Center for Food Safety and Applied Nutrition, USA
Shashi K Sharma currently serves as Team Leader of Special Pathogens and Select Agents (SPSA) at the Division of Microbiology in the Office of Regulatory Science. He oversees a group of researchers and support scientists engaged in a multi-parameter research program to develop and apply microbiological and molecular genetic strategies for detecting and identifying select agent and bacterial foodborne pathogens. His early work on the development of monoclonal antibodies and immunodiagnostics of HIV and Typhoid including a unique detection system based on liposomal technology for Syphilis antigen. Sharma received his PhD in Microbiology from University of Bhopal, India in 1992. In 1994, he joined the Department of Biochemistry, University of Massachusetts Dartmouth, where he worked on the structure and function of Clostridium botulinum neurotoxins. Dr. Sharma came to the Food and Drug Administration in 2002 and has since carried out numerous experiments relating to the detection and identification of select agents and foodborne pathogens. He is a member of the American Society for Microbiology and has co-authored more than 50 publications and book chapters on detection and identification of select agents such as Botulinum, Ricin, Bacillius anthracis and Francisella tularensis. His current research focuses on the development and validation of an effective and sensitive detection system for Clostridium botulinum toxins in foods. He has served in advisory role to the US government agencies on select agents assay development and a founding executive board member of Institute of Advance Science, Dartmouth, MA.
Background & Aim: Contemporary technologies and assay methods are being explored continuously for rapid and sensitive detection of biologically active BoNTs in food and environmental samples to facilitate enhanced public health response. Previously, FRET based substrates were used to detect the presence of active BoNTs in samples. However their efficacy to screen food samples and identify serotypes associated with unknown samples is largely limited. In this work, we have evaluated the application of cleavage sensitive monoclonal antibodies (CSM) to detect enzymatically active BoNT Type-A using Biolayer Interferometry (BLI). CSM are developed to recognize only the neo-epitopes that are generated after the cleavage of target substrates by BoNTs.

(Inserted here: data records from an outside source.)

//! Ranking pipeline benchmark
//!
//! Measures the cost of the O(n²) comparison pass, dependency-graph
//! construction and each ranking methodology on simulated measurements.
//!
//! # Run Instructions
//!
//! ```bash
//! cargo bench --bench ranking_overhead
//! ```

use criterion::{black_box, criterion_group, criterion_main, BenchmarkId, Criterion};
use partial_ranker::convergence::rank_across_pairs;
use partial_ranker::dependency_graph::DependencyGraph;
use partial_ranker::measurements::{MeasurementSet, MeasurementSource};
use partial_ranker::quantile::{QuantileComparer, QuantilePair};
use partial_ranker::ranking::{Method, PartialRanker, RankingStrategy};
use partial_ranker::simulator::{MeasurementsSimulator, NormalParams};

/// Simulated objects with slowly increasing means so that neighbours overlap
fn create_measurements(objects: usize, reps: usize) -> MeasurementSet {
    let params: Vec<(String, NormalParams)> = (0..objects)
        .map(|i| (format!("variant_{}", i), NormalParams::new(1.0 + i as f64 * 0.05, 0.1)))
        .collect();
    let mut sim = MeasurementsSimulator::with_seed(params, 42).unwrap();
    sim.measure(0, reps).unwrap();
    sim.measurements().clone()
}

fn prepared_comparer(objects: usize) -> QuantileComparer {
    let mut comparer = QuantileComparer::new(create_measurements(objects, 30));
    comparer.compute_quantiles(75.0, 25.0, false).unwrap();
    comparer.compare_all().unwrap();
    comparer
}

fn bench_compare_all(c: &mut Criterion) {
    let mut group = c.benchmark_group("compare_all");

    for size in [50, 200, 500] {
        let measurements = create_measurements(size, 30);
        group.bench_with_input(BenchmarkId::from_parameter(size), &size, |b, _| {
            b.iter(|| {
                let mut comparer = QuantileComparer::new(measurements.clone());
                comparer.compute_quantiles(75.0, 25.0, false).unwrap();
                comparer.compare_all().unwrap();
                black_box(comparer.evaluations())
            });
        });
    }

    group.finish();
}

fn bench_graph_construction(c: &mut Criterion) {
    let mut group = c.benchmark_group("dependency_graph");

    for size in [50, 200, 500] {
        let comparer = prepared_comparer(size);
        group.bench_with_input(BenchmarkId::new("build_and_reduce", size), &size, |b, _| {
            b.iter(|| {
                let mut graph = DependencyGraph::from_comparer(&comparer).unwrap();
                black_box(graph.transitive_reduction().unwrap())
            });
        });
    }

    group.finish();
}

/// Disjoint ranges: every pair is strict, so the graph is complete and the
/// reduction removes all but n - 1 edges
fn bench_dense_reduction(c: &mut Criterion) {
    let mut group = c.benchmark_group("dense_total_order");
    group.sample_size(10);

    for size in [500, 2000] {
        let set: MeasurementSet = (0..size)
            .map(|i| (format!("variant_{}", i), vec![i as f64, i as f64 + 0.5]))
            .collect();
        let mut comparer = QuantileComparer::new(set);
        comparer.compute_quantiles(75.0, 25.0, false).unwrap();
        comparer.compare_all().unwrap();

        group.bench_with_input(BenchmarkId::new("build_and_reduce", size), &size, |b, _| {
            b.iter(|| {
                let mut graph = DependencyGraph::from_comparer(&comparer).unwrap();
                black_box(graph.transitive_reduction().unwrap())
            });
        });
    }

    group.finish();
}

fn bench_methods(c: &mut Criterion) {
    let mut group = c.benchmark_group("compute_ranks");
    let comparer = prepared_comparer(200);

    for method in Method::ALL {
        group.bench_function(BenchmarkId::from_parameter(method), |b| {
            b.iter(|| {
                let mut ranker = PartialRanker::new(&comparer, method);
                ranker.compute_ranks().unwrap();
                black_box(ranker.ranks().unwrap().len())
            });
        });
    }

    group.finish();
}

fn bench_mean_rank(c: &mut Criterion) {
    let measurements = create_measurements(100, 30);
    let order = measurements.objects().to_vec();
    let pairs = QuantilePair::defaults();

    c.bench_function("mean_rank_8_pairs_100_objects", |b| {
        b.iter(|| {
            let table =
                rank_across_pairs(&measurements, &order, &pairs, Method::DfgReduced, false).unwrap();
            black_box(table.mean_ranks())
        });
    });
}

criterion_group!(
    benches,
    bench_compare_all,
    bench_graph_construction,
    bench_dense_reduction,
    bench_methods,
    bench_mean_rank
);
criterion_main!(benches);
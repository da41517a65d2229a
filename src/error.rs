//! Error taxonomy for ranking runs
//!
//! Every variant aborts the current ranking call. Nothing here is retried or
//! defaulted; callers receive the error as soon as it is detected.

use thiserror::Error;

/// Errors raised by the comparator, the dependency graph, the ranking
/// strategies and the convergence driver
#[derive(Error, Debug, Clone, PartialEq)]
pub enum RankError {
    #[error("Invalid quantile pair: q_max={q_max}, q_min={q_min} (need 0 <= q_min < q_max <= 100)")]
    InvalidQuantile { q_max: f64, q_min: f64 },

    #[error("No measurements recorded for object '{object}'")]
    EmptyMeasurement { object: String },

    #[error("Unknown object '{object}' (not ranked in the current run)")]
    UnknownObject { object: String },

    #[error("Cycle detected in dependency graph at node '{node}'")]
    CycleDetected { node: String },

    #[error("Unsupported ranking strategy '{tag}' (expected dfg, dfg-reduced or min)")]
    UnsupportedStrategy { tag: String },

    #[error("Comparison between '{first}' and '{second}' has not been evaluated")]
    ComparisonPending { first: String, second: String },

    #[error("Invalid configuration: {0}")]
    InvalidConfig(String),

    #[error("Measurement source failed: {0}")]
    MeasurementSource(String),

    #[error("Malformed rank table: {0}")]
    Table(String),
}

/// Result type for ranking operations
pub type Result<T> = std::result::Result<T, RankError>;
#![no_main]

use libfuzzer_sys::fuzz_target;
use partial_ranker::rank_table::RankTable;

fuzz_target!(|data: &[u8]| {
    if let Ok(input) = std::str::from_utf8(data) {
        // Parsing arbitrary text must never panic
        if let Ok(table) = RankTable::from_csv(input) {
            // Anything accepted must re-parse to the same table
            let reparsed = RankTable::from_csv(&table.to_csv());
            assert_eq!(reparsed.ok(), Some(table));
        }
    }
});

Methods: BLI platform (Pall Fortebio Octet) was used to evaluate the ability of type-A CSM (CSM-A) to specifically detect the catalytic action of BoNT/A, by measuring its binding to the BoNT/A cleaved fragment of SNAP-25. BLI is a powerful, versatile, rapid and label-free biosensor tool for characterizing the real-time kinetics of binding interactions between ligands and analytes. Full-length His-SNAP-25 (ligand) was coated on the surface of the sensor tips. Toxin and CSM-A (analyte) were placed in 96-well polypropylene plates. SNAP-25 coated sensor tips were then exposed to the wells containing toxin at different concentration (0, 1, 3, 6 and 12.5 ng/ml) and for varying incubation times (30-90 minutes). The loaded tips were then incubated with CSM-A, and the binding activity of the CSM-A was studied.
Results: The CSM-A based BLI assay demonstrated concentration and activity dependent binding characteristics and can reliably report BoNT/A enzymatic activity. Notably it required less than 5 hours for sensitive and specific detection of BoNT/A. The preliminary studies showed that CSM-A based BLI assay was able to detect active toxins dilutions in the range of 1 ng/ml (in buffer).